The value of Biden’s visit to Ukraine depends on the speed and scale of what follows

Biden’s brave visit to Ukraine this week prompted the Atlantic Council’s Daniel Fried to compare it to former US President John F. Kennedy’s “Ich bin ein Berliner” speech in 1963 and to former US President Ronald Reagan’s “Mr. Gorbachev, tear down this wall” speech in 1987.

Fried, a former ambassador to Poland, is right to rank Biden’s visit to Kyiv and his speech he gave the day after in Warsaw—the most powerful speech of his political lifetime—right up there with those two other great moments of presidential leadership in the defense of freedom.

In one respect, however, Fried is selling Biden short. The physical risk to Biden on his ten-hour train ride to Kyiv and his stroll around the active war zone with Ukrainian President Volodymyr Zelenskyy was far greater than it was during either Kennedy or Reagan’s visits to heavily fortified West Berlin.

In another respect, it is too soon to measure the historic magnitude of Biden’s Ukraine sojourn. That will depend on whether the United States and other Ukraine supporters can “surge”—increasing and accelerating their military, economic, and political support.

Kennedy’s speech, coming less than two years after the Berlin Wall’s construction, won its historic place only because the United States and its French and British allies were able to defend West Berlin’s freedom, although it was an isolated island surrounded by East Germany and far more numerous Warsaw Pact troops.

Reagan’s speech gained its lasting power because, in the end, former Soviet leader Mikhail Gorbachev and his East German allies did tear down that wall, marking the Cold War’s peaceful end.

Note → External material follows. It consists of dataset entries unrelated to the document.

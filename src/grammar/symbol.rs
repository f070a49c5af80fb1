use std::fmt;
use std::iter::Peekable;
use std::ops::Deref;
use std::str::CharIndices;

use serde::Deserialize;

use crate::error::ConfigError;

/// Largest count accepted by the `X{n}` repeat notation.
pub const MAX_REPEAT: usize = 1 << 16;

/// An atomic grammar token: a glyph plus, in the indexed encoding, an
/// optional numeric instance (`A`, `A0`, `A12`).
#[derive(Debug, Clone, Copy, PartialEq, Eq, Hash)]
pub struct Symbol {
    glyph: char,
    instance: Option<u32>,
}

impl Symbol {
    pub const BRANCH_OPEN: Symbol = Symbol::new('[');
    pub const BRANCH_CLOSE: Symbol = Symbol::new(']');

    pub const fn new(glyph: char) -> Self {
        Self { glyph, instance: None }
    }

    pub const fn indexed(glyph: char, instance: u32) -> Self {
        Self {
            glyph,
            instance: Some(instance),
        }
    }

    pub fn glyph(&self) -> char {
        self.glyph
    }

    pub fn is_branch_open(&self) -> bool {
        *self == Self::BRANCH_OPEN
    }

    pub fn is_branch_close(&self) -> bool {
        *self == Self::BRANCH_CLOSE
    }

    pub fn is_bracket(&self) -> bool {
        self.is_branch_open() || self.is_branch_close()
    }
}

impl fmt::Display for Symbol {
    fn fmt(&self, f: &mut fmt::Formatter<'_>) -> fmt::Result {
        match self.instance {
            Some(n) => write!(f, "{}{}", self.glyph, n),
            None => write!(f, "{}", self.glyph),
        }
    }
}

/// How grammar text is split into symbols. Fixed per grammar instance and
/// never auto-detected.
#[derive(Debug, Clone, Copy, PartialEq, Eq, Default, Deserialize)]
#[serde(rename_all = "snake_case")]
pub enum SymbolEncoding {
    /// Every character is one symbol.
    #[default]
    SingleChar,
    /// A letter plus any digits that follow it is one symbol; every other
    /// character is a symbol on its own.
    Indexed,
}

impl SymbolEncoding {
    /// Tokenize `text`, expanding the repeat notation `X{n}` into `n` copies
    /// of the preceding symbol.
    pub fn parse(self, text: &str) -> Result<Sequence, ConfigError> {
        let mut symbols: Vec<Symbol> = Vec::with_capacity(text.len());
        let mut chars = text.char_indices().peekable();

        while let Some((offset, c)) = chars.next() {
            match c {
                '{' => {
                    let count = read_repeat_count(text, &mut chars)?;
                    let last = *symbols.last().ok_or_else(|| ConfigError::MalformedRepeat {
                        text: text.to_string(),
                        reason: "no symbol precedes `{`",
                    })?;
                    symbols.extend(std::iter::repeat(last).take(count - 1));
                }
                '}' => {
                    return Err(ConfigError::MalformedRepeat {
                        text: text.to_string(),
                        reason: "`}` without a matching `{`",
                    });
                }
                _ if self == SymbolEncoding::SingleChar => symbols.push(Symbol::new(c)),
                _ if c.is_ascii_digit() => {
                    return Err(ConfigError::StrayDigit {
                        text: text.to_string(),
                        offset,
                    });
                }
                _ if c.is_alphabetic() => symbols.push(read_indexed(text, c, &mut chars)?),
                _ => symbols.push(Symbol::new(c)),
            }
        }

        Ok(Sequence(symbols))
    }
}

fn read_repeat_count(text: &str, chars: &mut Peekable<CharIndices<'_>>) -> Result<usize, ConfigError> {
    let malformed = |reason| ConfigError::MalformedRepeat {
        text: text.to_string(),
        reason,
    };

    let mut digits = String::new();
    loop {
        match chars.next() {
            Some((_, '}')) => break,
            Some((_, d)) if d.is_ascii_digit() => digits.push(d),
            Some(_) => return Err(malformed("braces may only contain digits")),
            None => return Err(malformed("unterminated `{`")),
        }
    }

    if digits.is_empty() {
        return Err(malformed("empty braces"));
    }
    let count: usize = digits
        .parse()
        .map_err(|_| malformed("repeat count too large"))?;
    if count == 0 {
        return Err(ConfigError::NonPositiveRepeat {
            text: text.to_string(),
        });
    }
    if count > MAX_REPEAT {
        return Err(malformed("repeat count too large"));
    }
    Ok(count)
}

fn read_indexed(text: &str, glyph: char, chars: &mut Peekable<CharIndices<'_>>) -> Result<Symbol, ConfigError> {
    let mut digits = String::new();
    while let Some(&(_, d)) = chars.peek() {
        if !d.is_ascii_digit() {
            break;
        }
        digits.push(d);
        chars.next();
    }

    if digits.is_empty() {
        return Ok(Symbol::new(glyph));
    }
    let instance = digits.parse().map_err(|_| {
        ConfigError::parameter(
            "symbol instance",
            format!("{glyph}{digits} in {text:?} does not fit in 32 bits"),
        )
    })?;
    Ok(Symbol::indexed(glyph, instance))
}

/// One generation of the grammar.
#[derive(Debug, Clone, Default, PartialEq, Eq, Hash)]
pub struct Sequence(Vec<Symbol>);

impl Sequence {
    pub fn with_capacity(capacity: usize) -> Self {
        Self(Vec::with_capacity(capacity))
    }

    pub fn push(&mut self, symbol: Symbol) {
        self.0.push(symbol);
    }

    pub fn extend_from_slice(&mut self, symbols: &[Symbol]) {
        self.0.extend_from_slice(symbols);
    }

    pub fn into_vec(self) -> Vec<Symbol> {
        self.0
    }
}

impl Deref for Sequence {
    type Target = [Symbol];

    fn deref(&self) -> &[Symbol] {
        &self.0
    }
}

impl From<Vec<Symbol>> for Sequence {
    fn from(symbols: Vec<Symbol>) -> Self {
        Self(symbols)
    }
}

impl FromIterator<Symbol> for Sequence {
    fn from_iter<I: IntoIterator<Item = Symbol>>(iter: I) -> Self {
        Self(iter.into_iter().collect())
    }
}

impl fmt::Display for Sequence {
    fn fmt(&self, f: &mut fmt::Formatter<'_>) -> fmt::Result {
        for symbol in &self.0 {
            write!(f, "{symbol}")?;
        }
        Ok(())
    }
}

Since then, NATO and the European Union have embraced former states of the Warsaw Pact and former parts of the Soviet Union as newly democratic partners— perhaps the fastest and largest expansion of democracy and free market prosperity in history. If Russian President Vladimir Putin is defeated, authoritarianism rebuked, and Ukraine rebuilt into a prosperous democracy, it could spark another such expansion. But if Putin has his way in Ukraine, it will only encourage more authoritarian excess and risk an unstable world that looks like the 1930s, when the unchecked rise of fascism and authoritarianism led to World War II.

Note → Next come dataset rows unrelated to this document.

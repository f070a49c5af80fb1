use serde::Deserialize;

use crate::error::ConfigError;
use crate::grammar::{LSystem, RuleRecord, SymbolEncoding};
use crate::mesh::MeshParams;
use crate::skeleton::TurtleParams;

fn default_seed() -> u64 {
    42
}

/// Rule table section of a tree document
#[derive(Debug, Clone, PartialEq, Deserialize)]
pub struct GrammarConfig {
    #[serde(default)]
    pub encoding: SymbolEncoding,
    pub axiom: String,
    #[serde(default)]
    pub iterations: u32,
    #[serde(default)]
    pub rules: Vec<RuleRecord>,
}

impl GrammarConfig {
    pub fn build(&self) -> Result<LSystem, ConfigError> {
        LSystem::new(self.encoding, &self.axiom, self.iterations, &self.rules)
    }
}

/// Complete YAML description of one tree.
///
/// ```yaml
/// seed: 7
/// grammar:
///   axiom: "F"
///   iterations: 3
///   rules:
///     - { predecessor: "F", replacement: "F[+F]F[-F]F" }
/// turtle: { angle: 25.0, radius_bound: { policy: floor, min: 0.01 } }
/// mesh: { sides: 8 }
/// ```
///
/// Everything except `grammar.axiom` has a default.
#[derive(Debug, Clone, PartialEq, Deserialize)]
pub struct TreeConfig {
    #[serde(default = "default_seed")]
    pub seed: u64,
    pub grammar: GrammarConfig,
    #[serde(default)]
    pub turtle: TurtleParams,
    #[serde(default)]
    pub mesh: MeshParams,
}

impl TreeConfig {
    /// Parse and check numeric parameters. Rule text is checked when the
    /// grammar is built.
    pub fn from_yaml(yaml: &str) -> Result<Self, ConfigError> {
        let config: TreeConfig =
            serde_yaml::from_str(yaml).map_err(|e| ConfigError::Yaml(e.to_string()))?;
        config.validate()?;
        Ok(config)
    }

    pub fn validate(&self) -> Result<(), ConfigError> {
        self.turtle.validate()?;
        self.mesh.validate()
    }
}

In short, Putin’s war in Ukraine is a battle over what set of countries and what principles will shape the global future.

During my visit to the Munich Security Conference this month, I was encouraged that a consensus was finally emerging that ensuring Ukraine’s freedom will have no less an impact on the future shape of Europe than did the Berlin Wall’s collapse and German unification.

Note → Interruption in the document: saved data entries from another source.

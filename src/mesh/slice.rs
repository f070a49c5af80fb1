use glam::{Quat, Vec2, Vec3};

/// UV assigned to the apex vertex that closes a branch tip.
pub const CAP_UV: Vec2 = Vec2::new(0.5, 1.0);

/// Vertices of one cross-section of a branch, ready to append to a
/// [`MeshBuffers`](super::MeshBuffers).
#[derive(Debug, Clone, Default, PartialEq)]
pub struct TreeSlice {
    pub positions: Vec<Vec3>,
    pub normals: Vec<Vec3>,
    pub tangents: Vec<Vec3>,
    pub uvs: Vec<Vec2>,
}

impl TreeSlice {
    /// Ring of `sides + 1` vertices around `center` in the plane orthogonal
    /// to `axis`. The last vertex duplicates the first position with `u = 1`
    /// so the texture seam closes. `jitter_degrees` rotates the whole ring
    /// about `axis`.
    pub fn ring(center: Vec3, axis: Vec3, radius: f32, sides: usize, jitter_degrees: f32, v: f32) -> Self {
        let axis = axis.try_normalize().unwrap_or(Vec3::Y);
        let reference = reference_vector(axis);
        let step = 360.0 / sides as f32;

        let mut slice = Self::with_capacity(sides + 1);
        for i in 0..=sides {
            let angle = (jitter_degrees + i as f32 * step).to_radians();
            let outward = Quat::from_axis_angle(axis, angle) * reference;
            let tangent = Quat::from_axis_angle(axis, angle + std::f32::consts::FRAC_PI_2) * reference;

            slice.positions.push(center + outward * radius);
            slice.normals.push(outward);
            slice.tangents.push(tangent);
            slice.uvs.push(Vec2::new(i as f32 / sides as f32, v));
        }
        slice
    }

    /// Single vertex closing a branch tip.
    pub fn apex(position: Vec3, direction: Vec3) -> Self {
        let direction = direction.try_normalize().unwrap_or(Vec3::Y);
        Self {
            positions: vec![position],
            normals: vec![direction],
            tangents: vec![reference_vector(direction)],
            uvs: vec![CAP_UV],
        }
    }

    fn with_capacity(capacity: usize) -> Self {
        Self {
            positions: Vec::with_capacity(capacity),
            normals: Vec::with_capacity(capacity),
            tangents: Vec::with_capacity(capacity),
            uvs: Vec::with_capacity(capacity),
        }
    }
}

/// Unit vector orthogonal to `axis`: `axis × Z`, or `axis × X` when the axis
/// is parallel to Z.
pub fn reference_vector(axis: Vec3) -> Vec3 {
    axis.cross(Vec3::Z)
        .try_normalize()
        .or_else(|| axis.cross(Vec3::X).try_normalize())
        .unwrap_or(Vec3::X)
}
pub mod node;
pub mod turtle;

pub use node::{LeafRecord, NodeId, Skeleton, SkeletonNode};
pub use turtle::{RadiusBound, SkeletonBuilder, TurtleParams, TurtleState};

“It is better to stop him now, before more is demanded of the United States and NATO as a whole,” wrote former US Secretary of State Condoleezza Rice and former US Secretary of Defense Robert M. Gates (both honorary directors on the Atlantic Council’s Board of Directors) recently in the Washington Post. “We have a determined partner in Ukraine that is willing to bear the consequences of war so that we do not have to do so ourselves in the future.”

With historically high stakes, the United States and its allies still haven’t gone far enough in recognizing two significant facts.

First, it isn’t enough to save Ukraine: One must also strategically defeat Putin. It’s crucial that he and those who support him are forced to abandon Putin’s ambition to reconstitute a greater Russian empire through conquest. Putin won’t give up that goal as long as he remains in power and his military isn’t defeated.

“Vladimir Putin remains fully committed to bringing all of Ukraine back under Russian control or—failing that—destroying it as a viable country,” wrote Rice and Gates. “Both of us have dealt with Putin on a number of occasions, and we are convinced he believes time is on his side: that he can wear down the Ukrainians and that US and European unity and support for Ukraine will eventually erode and fracture.”

Second, although the consensus at the Munich Security Conference has shifted toward a deeper understanding of the historic consequences, the United States and Ukraine’s allies are far from the “war footing” that’s required to ensure Putin’s defeat.

The Biden administration deserves enormous praise for galvanizing allies and sustaining military and economic support for Ukraine over the past year. NATO hasn’t been this unified in common cause for more than three decades, with Finland and Sweden poised to join and strengthen the Alliance further.

Even with all that, however, the support doesn’t match the stakes.

A major new Russian offensive appears to be unfolding, with a renewed effort to capture Kyiv with an offensive from Belarus as one likely scenario. US Secretary of State Antony Blinken warned China not to provide Russia military support, underscoring a growing fear that the prospect of a Putin failure could bring Beijing more into the fray.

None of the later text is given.